Since recording is different from performing, because there’s the added element of competition that goes beyond “just” playing it well and having something to say, does that also mean she approaches Schumann differently in the recording studio than she would live? Widmann isn’t sure, but knows comparison was certainly not on her mind. “I can’t think of the market when I record. I have to burn for it, and in this case I really felt that fire. No matter who has recorded it. I mean, Argerich and Kremer recorded them, of course, but it will always be the case that someone amazing has recorded something I like. But I thought that I had to say something with this; moreover, I needed to say something with this and that’s why it had to be that way.”

Just the mention of the Second Sonata’s slow movement makes her chuckle because she knows which question is coming. The opening is marked pizzicato. But what you hear on her recording doesn’t remotely sound like a regular old pizzicato. In places, it sounds more like a breathy spiccato. Just what exactly is going on there? “My students always say I have a pizzicato-fetish” she sniggers, “because I find it so sad that people switch the music off when they see a ‘pizzicato’ in the score. Perhaps because they don’t realize what you can do with that. I use different fingers, I use different directions, I like to experiment with that.
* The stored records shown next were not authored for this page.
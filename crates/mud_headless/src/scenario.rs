//! Scenario loading and configuration.
//!
//! Scenarios define the rooms, combatants, opening engagements and scripted
//! commands of a headless fight.

use std::collections::BTreeMap;
use std::path::Path;

use mud_core::character::{
    Abilities, Character, Profs, Race, Skill, Specialization, Tactics,
};
use mud_core::commands::CombatCommand;
use mud_core::config::CombatConfig;
use mud_core::engine::CombatEngine;
use mud_core::error::CombatError;
use mud_core::ids::{CharId, RoomId};
use mud_core::objects::{ArmorStats, Object, ObjectLocation, WeaponStats, WearSlot};
use mud_core::world::{Direction, Exit, ExitFlags, Room, RoomFlags, Sector, World};
use serde::{Deserialize, Serialize};
use thiserror::Error;

/// Error type for scenario operations.
#[derive(Error, Debug)]
pub enum ScenarioError {
    /// File not found.
    #[error("Scenario file not found: {0}")]
    FileNotFound(String),
    /// Failed to read file.
    #[error("Failed to read scenario file: {0}")]
    ReadError(#[from] std::io::Error),
    /// Failed to parse RON.
    #[error("Failed to parse scenario: {0}")]
    ParseError(#[from] ron::error::SpannedError),
    /// The scenario describes a world the engine rejects.
    #[error("Failed to build scenario: {0}")]
    Build(#[from] CombatError),
    /// A name used by the scenario matches no combatant.
    #[error("Unknown combatant '{0}'")]
    UnknownCombatant(String),
}

/// A complete scenario configuration.
#[derive(Debug, Clone, Serialize, Deserialize)]
pub struct Scenario {
    /// Scenario name.
    pub name: String,
    /// Human-readable description.
    #[serde(default)]
    pub description: String,
    /// Default seed when the caller gives none.
    #[serde(default)]
    pub seed: u64,
    /// Combat rules.
    #[serde(default)]
    pub config: CombatConfig,
    /// Rooms.
    pub rooms: Vec<RoomSetup>,
    /// Everyone taking part, in world insertion order.
    pub combatants: Vec<CombatantSetup>,
    /// Opening engagements, attacker first.
    #[serde(default)]
    pub fights: Vec<(String, String)>,
    /// Commands issued during the run.
    #[serde(default)]
    pub script: Vec<ScriptStep>,
    /// Pulse limit for a run.
    #[serde(default = "default_max_pulses")]
    pub max_pulses: u64,
}

fn default_max_pulses() -> u64 {
    12_000
}

/// A room of the scenario.
#[derive(Debug, Clone, Serialize, Deserialize)]
pub struct RoomSetup {
    /// Virtual number.
    pub id: u32,
    /// Name.
    pub name: String,
    /// Zone number.
    #[serde(default)]
    pub zone: u32,
    /// Terrain.
    #[serde(default)]
    pub sector: Sector,
    /// Room flags.
    #[serde(default)]
    pub flags: RoomFlags,
    /// Exits.
    #[serde(default)]
    pub exits: Vec<ExitSetup>,
}

/// One exit of a scenario room.
#[derive(Debug, Clone, Serialize, Deserialize)]
pub struct ExitSetup {
    /// Direction.
    pub dir: Direction,
    /// Destination room.
    pub to: u32,
    /// Door keyword; the exit starts as a closed door when set.
    #[serde(default)]
    pub door: Option<String>,
    /// Extra exit flags.
    #[serde(default)]
    pub flags: ExitFlags,
}

/// Player or NPC.
#[derive(Debug, Clone, Copy, PartialEq, Eq, Serialize, Deserialize)]
pub enum Controller {
    /// A connected player.
    Player {
        /// Player id number.
        idnum: u32,
    },
    /// An NPC.
    Npc {
        /// Prototype number.
        vnum: u32,
    },
}

/// A combatant of the scenario.
#[derive(Debug, Clone, Serialize, Deserialize)]
pub struct CombatantSetup {
    /// Name; the first word is the targeting keyword.
    pub name: String,
    /// Player or NPC.
    pub controller: Controller,
    /// Level.
    pub level: i32,
    /// Starting room.
    pub room: u32,
    /// Race.
    #[serde(default)]
    pub race: Race,
    /// Maximum (and starting) vitality.
    #[serde(default = "default_vitality")]
    pub vitality: i32,
    /// Offensive bonus.
    #[serde(default)]
    pub ob: i32,
    /// Dodge bonus.
    #[serde(default)]
    pub dodge: i32,
    /// Parry bonus.
    #[serde(default)]
    pub parry: i32,
    /// Damage roll.
    #[serde(default)]
    pub damroll: i32,
    /// Ability scores.
    #[serde(default)]
    pub abilities: Option<Abilities>,
    /// Class levels.
    #[serde(default)]
    pub profs: Profs,
    /// Known skills.
    #[serde(default)]
    pub skills: BTreeMap<Skill, i32>,
    /// Fighting stance.
    #[serde(default)]
    pub tactics: Tactics,
    /// Specialization.
    #[serde(default)]
    pub specialization: Specialization,
    /// Wielded weapon.
    #[serde(default)]
    pub weapon: Option<WeaponStats>,
    /// Body armor.
    #[serde(default)]
    pub armor: Option<ArmorStats>,
    /// Gold carried.
    #[serde(default)]
    pub gold: i32,
}

fn default_vitality() -> i32 {
    100
}

/// A command issued at a given pulse.
#[derive(Debug, Clone, Serialize, Deserialize)]
pub struct ScriptStep {
    /// Pulse the command is issued before.
    pub at: u64,
    /// Name of the issuer.
    pub actor: String,
    /// The command.
    pub command: CombatCommand,
}

/// A scenario turned into a live engine.
#[derive(Debug, Clone)]
pub struct BuiltScenario {
    /// The engine, seeded and with opening engagements made.
    pub engine: CombatEngine,
    /// Combatant names to ids.
    pub names: BTreeMap<String, CharId>,
    /// Script with actors resolved.
    pub script: Vec<(u64, CharId, CombatCommand)>,
}

impl BuiltScenario {
    /// Name of a character, or its id when unnamed.
    #[must_use]
    pub fn name_of(&self, id: CharId) -> String {
        self.names
            .iter()
            .find(|(_, v)| **v == id)
            .map_or_else(|| id.to_string(), |(k, _)| k.clone())
    }
}

impl Default for Scenario {
    fn default() -> Self {
        Self::duel()
    }
}

impl Scenario {
    /// Load a scenario from a RON file.
    pub fn load<P: AsRef<Path>>(path: P) -> Result<Self, ScenarioError> {
        let path = path.as_ref();
        if !path.exists() {
            return Err(ScenarioError::FileNotFound(path.display().to_string()));
        }
        let contents = std::fs::read_to_string(path)?;
        let scenario: Scenario = ron::from_str(&contents)?;
        Ok(scenario)
    }

    /// Load from a RON string (useful for embedded scenarios).
    pub fn from_ron_str(ron: &str) -> Result<Self, ScenarioError> {
        let scenario: Scenario = ron::from_str(ron)?;
        Ok(scenario)
    }

    /// A ranger and an orc already at each other's throats.
    #[must_use]
    pub fn duel() -> Self {
        let mut hero = CombatantSetup::new("Beleg", Controller::Player { idnum: 1 }, 20, 10);
        hero.vitality = 220;
        hero.ob = 60;
        hero.dodge = 20;
        hero.parry = 30;
        hero.profs.warrior = 20;
        hero.profs.ranger = 10;
        hero.weapon = Some(WeaponStats {
            damage: 8,
            weapon_type: 3,
            bulk: 3,
            spirit_bane: false,
        });
        let mut orc = CombatantSetup::new("orc", Controller::Npc { vnum: 100 }, 18, 10);
        orc.vitality = 150;
        orc.ob = 50;
        orc.dodge = 14;
        orc.parry = 20;
        orc.profs.warrior = 18;

        Self {
            name: "Duel".to_string(),
            description: "One player against one orc in a closed arena".to_string(),
            seed: 0,
            config: CombatConfig::default(),
            rooms: vec![
                RoomSetup::new(1, "The Temple"),
                RoomSetup::new(2, "The Void"),
                RoomSetup::new(10, "The Arena"),
            ],
            combatants: vec![hero, orc],
            fights: vec![
                ("Beleg".to_string(), "orc".to_string()),
                ("orc".to_string(), "Beleg".to_string()),
            ],
            script: Vec::new(),
            max_pulses: default_max_pulses(),
        }
    }

    /// Build the world and engine for `seed`.
    pub fn build(&self, seed: u64) -> Result<BuiltScenario, ScenarioError> {
        let mut world = World::new();
        for setup in &self.rooms {
            world.add_room(setup.to_room());
        }

        let mut names = BTreeMap::new();
        for setup in &self.combatants {
            let id = world.add_character(setup.to_character());
            if let Some(stats) = setup.weapon {
                world.add_object(
                    Object::weapon("weapon", "a weapon", stats),
                    ObjectLocation::Worn(id, WearSlot::Wield),
                )?;
            }
            if let Some(stats) = setup.armor {
                world.add_object(
                    Object::armor("armor", "a suit of armor", stats),
                    ObjectLocation::Worn(id, WearSlot::Body),
                )?;
            }
            names.insert(setup.name.clone(), id);
        }

        let lookup = |name: &str| {
            names
                .get(name)
                .copied()
                .ok_or_else(|| ScenarioError::UnknownCombatant(name.to_string()))
        };

        let mut engine = CombatEngine::new(self.config.clone(), world, seed);
        for (attacker, victim) in &self.fights {
            let (a, v) = (lookup(attacker)?, lookup(victim)?);
            engine.engage(a, v);
        }

        let mut script = Vec::with_capacity(self.script.len());
        for step in &self.script {
            script.push((step.at, lookup(&step.actor)?, step.command.clone()));
        }

        tracing::debug!(
            scenario = %self.name,
            seed,
            combatants = names.len(),
            "Scenario built"
        );

        Ok(BuiltScenario {
            engine,
            names,
            script,
        })
    }
}

impl RoomSetup {
    /// A plain room without exits.
    #[must_use]
    pub fn new(id: u32, name: &str) -> Self {
        Self {
            id,
            name: name.to_string(),
            zone: 0,
            sector: Sector::default(),
            flags: RoomFlags::empty(),
            exits: Vec::new(),
        }
    }

    fn to_room(&self) -> Room {
        let mut room = Room::new(RoomId(self.id), &self.name);
        room.zone = self.zone;
        room.sector = self.sector;
        room.flags = self.flags;
        for exit in &self.exits {
            let mut built = match &exit.door {
                Some(keyword) => Exit::door(RoomId(exit.to), keyword),
                None => Exit::open(RoomId(exit.to)),
            };
            built.flags |= exit.flags;
            room.exits.insert(exit.dir, built);
        }
        room
    }
}

impl CombatantSetup {
    /// A combatant with default stats.
    #[must_use]
    pub fn new(name: &str, controller: Controller, level: i32, room: u32) -> Self {
        Self {
            name: name.to_string(),
            controller,
            level,
            room,
            race: Race::default(),
            vitality: default_vitality(),
            ob: 0,
            dodge: 0,
            parry: 0,
            damroll: 0,
            abilities: None,
            profs: Profs::default(),
            skills: BTreeMap::new(),
            tactics: Tactics::default(),
            specialization: Specialization::default(),
            weapon: None,
            armor: None,
            gold: 0,
        }
    }

    fn to_character(&self) -> Character {
        let mut ch = match self.controller {
            Controller::Player { idnum } => Character::player(&self.name, idnum, self.level),
            Controller::Npc { vnum } => Character::npc(&self.name, vnum, self.level),
        };
        ch.room = RoomId(self.room);
        ch.race = self.race;
        ch.max_hit = self.vitality;
        ch.hit = self.vitality;
        ch.ob = self.ob;
        ch.dodge = self.dodge;
        ch.parry = self.parry;
        ch.damroll = self.damroll;
        if let Some(abilities) = self.abilities {
            ch.abilities = abilities;
        }
        ch.profs = self.profs;
        ch.skills = self.skills.clone();
        ch.tactics = self.tactics;
        ch.specialization = self.specialization;
        ch.gold = self.gold;
        ch
    }
}

#[cfg(test)]
mod tests {
    use super::*;
    use mud_core::commands::Target;

    const BRIDGE: &str = r#"
(
    name: "Bridge",
    seed: 7,
    rooms: [
        (id: 1, name: "Temple"),
        (id: 20, name: "Bridge", exits: [(dir: East, to: 21, door: Some("gate"))]),
        (id: 21, name: "Far Bank", sector: Field),
    ],
    combatants: [
        (name: "Hurin", controller: Player(idnum: 1), level: 25, room: 20, vitality: 300, ob: 70),
        (name: "troll", controller: Npc(vnum: 500), level: 22, room: 20, vitality: 250),
    ],
    fights: [("troll", "Hurin")],
    script: [(at: 5, actor: "Hurin", command: Hit(Name("troll")))],
)
"#;

    #[test]
    fn test_default_is_duel() {
        let scenario = Scenario::default();
        assert_eq!(scenario.name, "Duel");
        assert_eq!(scenario.combatants.len(), 2);
    }

    #[test]
    fn test_parse_ron() {
        let scenario = Scenario::from_ron_str(BRIDGE).unwrap();
        assert_eq!(scenario.name, "Bridge");
        assert_eq!(scenario.seed, 7);
        assert_eq!(scenario.max_pulses, 12_000);
        assert_eq!(scenario.rooms[1].exits[0].door.as_deref(), Some("gate"));
        assert_eq!(
            scenario.script[0].command,
            CombatCommand::Hit(Target::Name("troll".into()))
        );
    }

    #[test]
    fn test_build_engages_and_equips() {
        let built = Scenario::duel().build(3).unwrap();
        let hero = built.names["Beleg"];
        let orc = built.names["orc"];
        let world = built.engine.world();
        assert_eq!(world.character(hero).unwrap().fighting, Some(orc));
        assert!(world.weapon_of(hero).is_some());
        assert!(world.weapon_of(orc).is_none());
        assert_eq!(built.name_of(orc), "orc");
    }

    #[test]
    fn test_build_doors() {
        let built = Scenario::from_ron_str(BRIDGE).unwrap().build(1).unwrap();
        let exit = built.engine.world().exit(RoomId(20), Direction::East).unwrap();
        assert!(exit.flags.contains(ExitFlags::IS_DOOR | ExitFlags::CLOSED));
        assert_eq!(exit.keyword(), "gate");
        assert_eq!(built.script.len(), 1);
    }

    #[test]
    fn test_unknown_fighter() {
        let mut scenario = Scenario::duel();
        scenario.fights.push(("Beleg".into(), "balrog".into()));
        assert!(matches!(
            scenario.build(0),
            Err(ScenarioError::UnknownCombatant(name)) if name == "balrog"
        ));
    }

    #[test]
    fn test_bad_ron() {
        assert!(matches!(
            Scenario::from_ron_str("(name: "),
            Err(ScenarioError::ParseError(_))
        ));
    }
}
You use your hands, of course, but you also have to use love and try to make the most beautiful music you can make. I hear how a guitar can sound and I am inspired by that so I try several techniques. And when we played that movement as it ended up on the CD—in one take, almost without any editing—we weren’t aware that it was being recorded. We came back after dinner and thought, ‘Let’s just play a bit, improvising,’ in one of those moods you cannot recreate. For me, that was the most ideal state that I could get into concerning music in that studio in Lugano, two years ago. For me that was as close as I can get to paradise. Which you’d never expect from any recording.”